Search the data below for the word "Query" and copy each line that holds it.

###

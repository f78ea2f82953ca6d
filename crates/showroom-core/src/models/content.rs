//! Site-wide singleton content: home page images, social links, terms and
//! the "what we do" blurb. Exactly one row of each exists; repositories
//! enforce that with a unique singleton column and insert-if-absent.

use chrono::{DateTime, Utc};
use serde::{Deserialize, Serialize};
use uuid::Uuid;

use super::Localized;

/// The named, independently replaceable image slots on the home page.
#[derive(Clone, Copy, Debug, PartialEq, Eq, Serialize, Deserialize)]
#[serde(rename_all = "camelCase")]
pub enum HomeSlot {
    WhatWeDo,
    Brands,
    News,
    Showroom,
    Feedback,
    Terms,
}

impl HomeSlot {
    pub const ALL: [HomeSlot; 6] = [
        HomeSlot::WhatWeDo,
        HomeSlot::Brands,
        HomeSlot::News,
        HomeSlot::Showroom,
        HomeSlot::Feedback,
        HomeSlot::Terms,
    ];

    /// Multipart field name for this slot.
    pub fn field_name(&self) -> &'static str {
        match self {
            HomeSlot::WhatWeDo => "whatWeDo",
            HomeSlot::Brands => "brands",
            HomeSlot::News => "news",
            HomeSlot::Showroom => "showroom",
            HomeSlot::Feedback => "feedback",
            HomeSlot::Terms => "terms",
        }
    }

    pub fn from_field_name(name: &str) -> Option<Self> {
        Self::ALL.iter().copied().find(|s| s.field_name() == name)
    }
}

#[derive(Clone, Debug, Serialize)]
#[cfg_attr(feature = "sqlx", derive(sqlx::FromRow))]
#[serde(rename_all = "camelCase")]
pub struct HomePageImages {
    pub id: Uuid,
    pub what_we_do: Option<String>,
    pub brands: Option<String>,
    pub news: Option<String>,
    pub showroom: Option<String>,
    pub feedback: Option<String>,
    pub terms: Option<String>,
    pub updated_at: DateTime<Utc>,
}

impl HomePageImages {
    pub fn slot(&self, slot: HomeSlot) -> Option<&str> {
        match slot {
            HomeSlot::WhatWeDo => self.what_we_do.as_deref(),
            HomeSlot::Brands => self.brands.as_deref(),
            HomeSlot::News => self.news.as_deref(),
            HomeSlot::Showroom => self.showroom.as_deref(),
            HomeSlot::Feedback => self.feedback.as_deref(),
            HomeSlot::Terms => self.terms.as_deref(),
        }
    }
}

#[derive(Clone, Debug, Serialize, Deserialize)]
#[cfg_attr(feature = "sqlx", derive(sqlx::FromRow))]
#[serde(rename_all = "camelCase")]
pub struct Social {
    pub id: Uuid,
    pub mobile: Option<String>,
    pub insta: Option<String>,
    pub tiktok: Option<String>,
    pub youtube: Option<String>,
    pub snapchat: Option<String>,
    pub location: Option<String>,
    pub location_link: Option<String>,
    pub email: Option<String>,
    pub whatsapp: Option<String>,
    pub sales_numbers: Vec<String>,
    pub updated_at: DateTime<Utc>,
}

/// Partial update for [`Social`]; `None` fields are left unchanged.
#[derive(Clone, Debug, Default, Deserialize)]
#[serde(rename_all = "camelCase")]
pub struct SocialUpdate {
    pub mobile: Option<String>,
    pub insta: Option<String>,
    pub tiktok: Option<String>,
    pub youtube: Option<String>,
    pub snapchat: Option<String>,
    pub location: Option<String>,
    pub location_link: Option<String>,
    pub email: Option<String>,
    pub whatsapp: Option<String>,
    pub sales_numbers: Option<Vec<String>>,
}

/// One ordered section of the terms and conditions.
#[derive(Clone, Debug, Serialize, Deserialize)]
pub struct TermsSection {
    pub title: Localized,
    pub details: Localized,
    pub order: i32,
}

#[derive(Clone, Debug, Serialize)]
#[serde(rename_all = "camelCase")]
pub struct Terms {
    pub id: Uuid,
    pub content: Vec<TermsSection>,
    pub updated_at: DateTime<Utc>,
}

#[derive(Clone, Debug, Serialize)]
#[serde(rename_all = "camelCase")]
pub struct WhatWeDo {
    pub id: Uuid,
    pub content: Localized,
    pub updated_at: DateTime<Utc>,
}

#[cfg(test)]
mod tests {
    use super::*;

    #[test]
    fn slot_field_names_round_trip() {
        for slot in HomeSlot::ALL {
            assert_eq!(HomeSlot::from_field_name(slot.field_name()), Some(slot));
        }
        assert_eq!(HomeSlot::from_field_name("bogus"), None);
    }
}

###

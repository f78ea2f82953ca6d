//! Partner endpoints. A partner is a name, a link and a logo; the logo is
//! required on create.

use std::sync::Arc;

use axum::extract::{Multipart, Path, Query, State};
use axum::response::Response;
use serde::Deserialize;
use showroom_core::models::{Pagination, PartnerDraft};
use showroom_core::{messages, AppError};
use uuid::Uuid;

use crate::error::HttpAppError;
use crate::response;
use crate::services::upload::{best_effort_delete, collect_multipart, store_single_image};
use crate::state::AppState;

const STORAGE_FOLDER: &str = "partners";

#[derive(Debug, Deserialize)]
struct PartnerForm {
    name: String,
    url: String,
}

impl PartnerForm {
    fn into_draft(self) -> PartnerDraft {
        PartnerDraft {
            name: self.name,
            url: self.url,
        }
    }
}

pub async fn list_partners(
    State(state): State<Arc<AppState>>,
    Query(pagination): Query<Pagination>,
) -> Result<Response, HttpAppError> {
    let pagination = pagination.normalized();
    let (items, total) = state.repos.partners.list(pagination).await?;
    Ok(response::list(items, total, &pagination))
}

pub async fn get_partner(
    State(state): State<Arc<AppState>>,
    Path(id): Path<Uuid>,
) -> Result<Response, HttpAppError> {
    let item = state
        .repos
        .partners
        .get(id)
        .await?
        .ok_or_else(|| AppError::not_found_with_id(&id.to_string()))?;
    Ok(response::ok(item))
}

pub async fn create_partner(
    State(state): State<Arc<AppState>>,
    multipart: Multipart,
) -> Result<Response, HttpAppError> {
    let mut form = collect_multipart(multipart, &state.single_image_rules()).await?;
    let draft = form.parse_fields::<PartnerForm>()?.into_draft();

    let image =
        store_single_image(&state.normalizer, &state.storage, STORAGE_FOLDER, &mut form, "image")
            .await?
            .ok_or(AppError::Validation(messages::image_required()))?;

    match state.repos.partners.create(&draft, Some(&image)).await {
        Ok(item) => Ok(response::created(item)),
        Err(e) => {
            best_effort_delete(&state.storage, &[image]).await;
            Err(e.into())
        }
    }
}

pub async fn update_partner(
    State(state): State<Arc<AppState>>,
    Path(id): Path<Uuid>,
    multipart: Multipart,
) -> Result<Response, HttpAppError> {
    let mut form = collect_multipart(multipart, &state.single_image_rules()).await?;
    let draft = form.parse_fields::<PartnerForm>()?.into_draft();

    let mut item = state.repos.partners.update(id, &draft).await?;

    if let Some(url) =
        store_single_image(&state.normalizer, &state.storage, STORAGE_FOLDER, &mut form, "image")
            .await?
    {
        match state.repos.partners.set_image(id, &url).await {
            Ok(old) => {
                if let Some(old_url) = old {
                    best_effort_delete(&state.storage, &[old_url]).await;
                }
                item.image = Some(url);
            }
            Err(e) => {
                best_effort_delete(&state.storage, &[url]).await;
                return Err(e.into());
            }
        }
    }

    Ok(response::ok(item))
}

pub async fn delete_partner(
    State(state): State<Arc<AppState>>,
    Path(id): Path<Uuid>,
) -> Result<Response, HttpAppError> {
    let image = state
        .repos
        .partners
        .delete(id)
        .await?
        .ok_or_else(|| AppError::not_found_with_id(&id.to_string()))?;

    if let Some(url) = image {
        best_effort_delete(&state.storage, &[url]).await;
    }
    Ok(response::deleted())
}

###

[WRITTEN ANSWER]:
use axum::extract::{Multipart, Path, Query, State};
    Query(pagination): Query<Pagination>,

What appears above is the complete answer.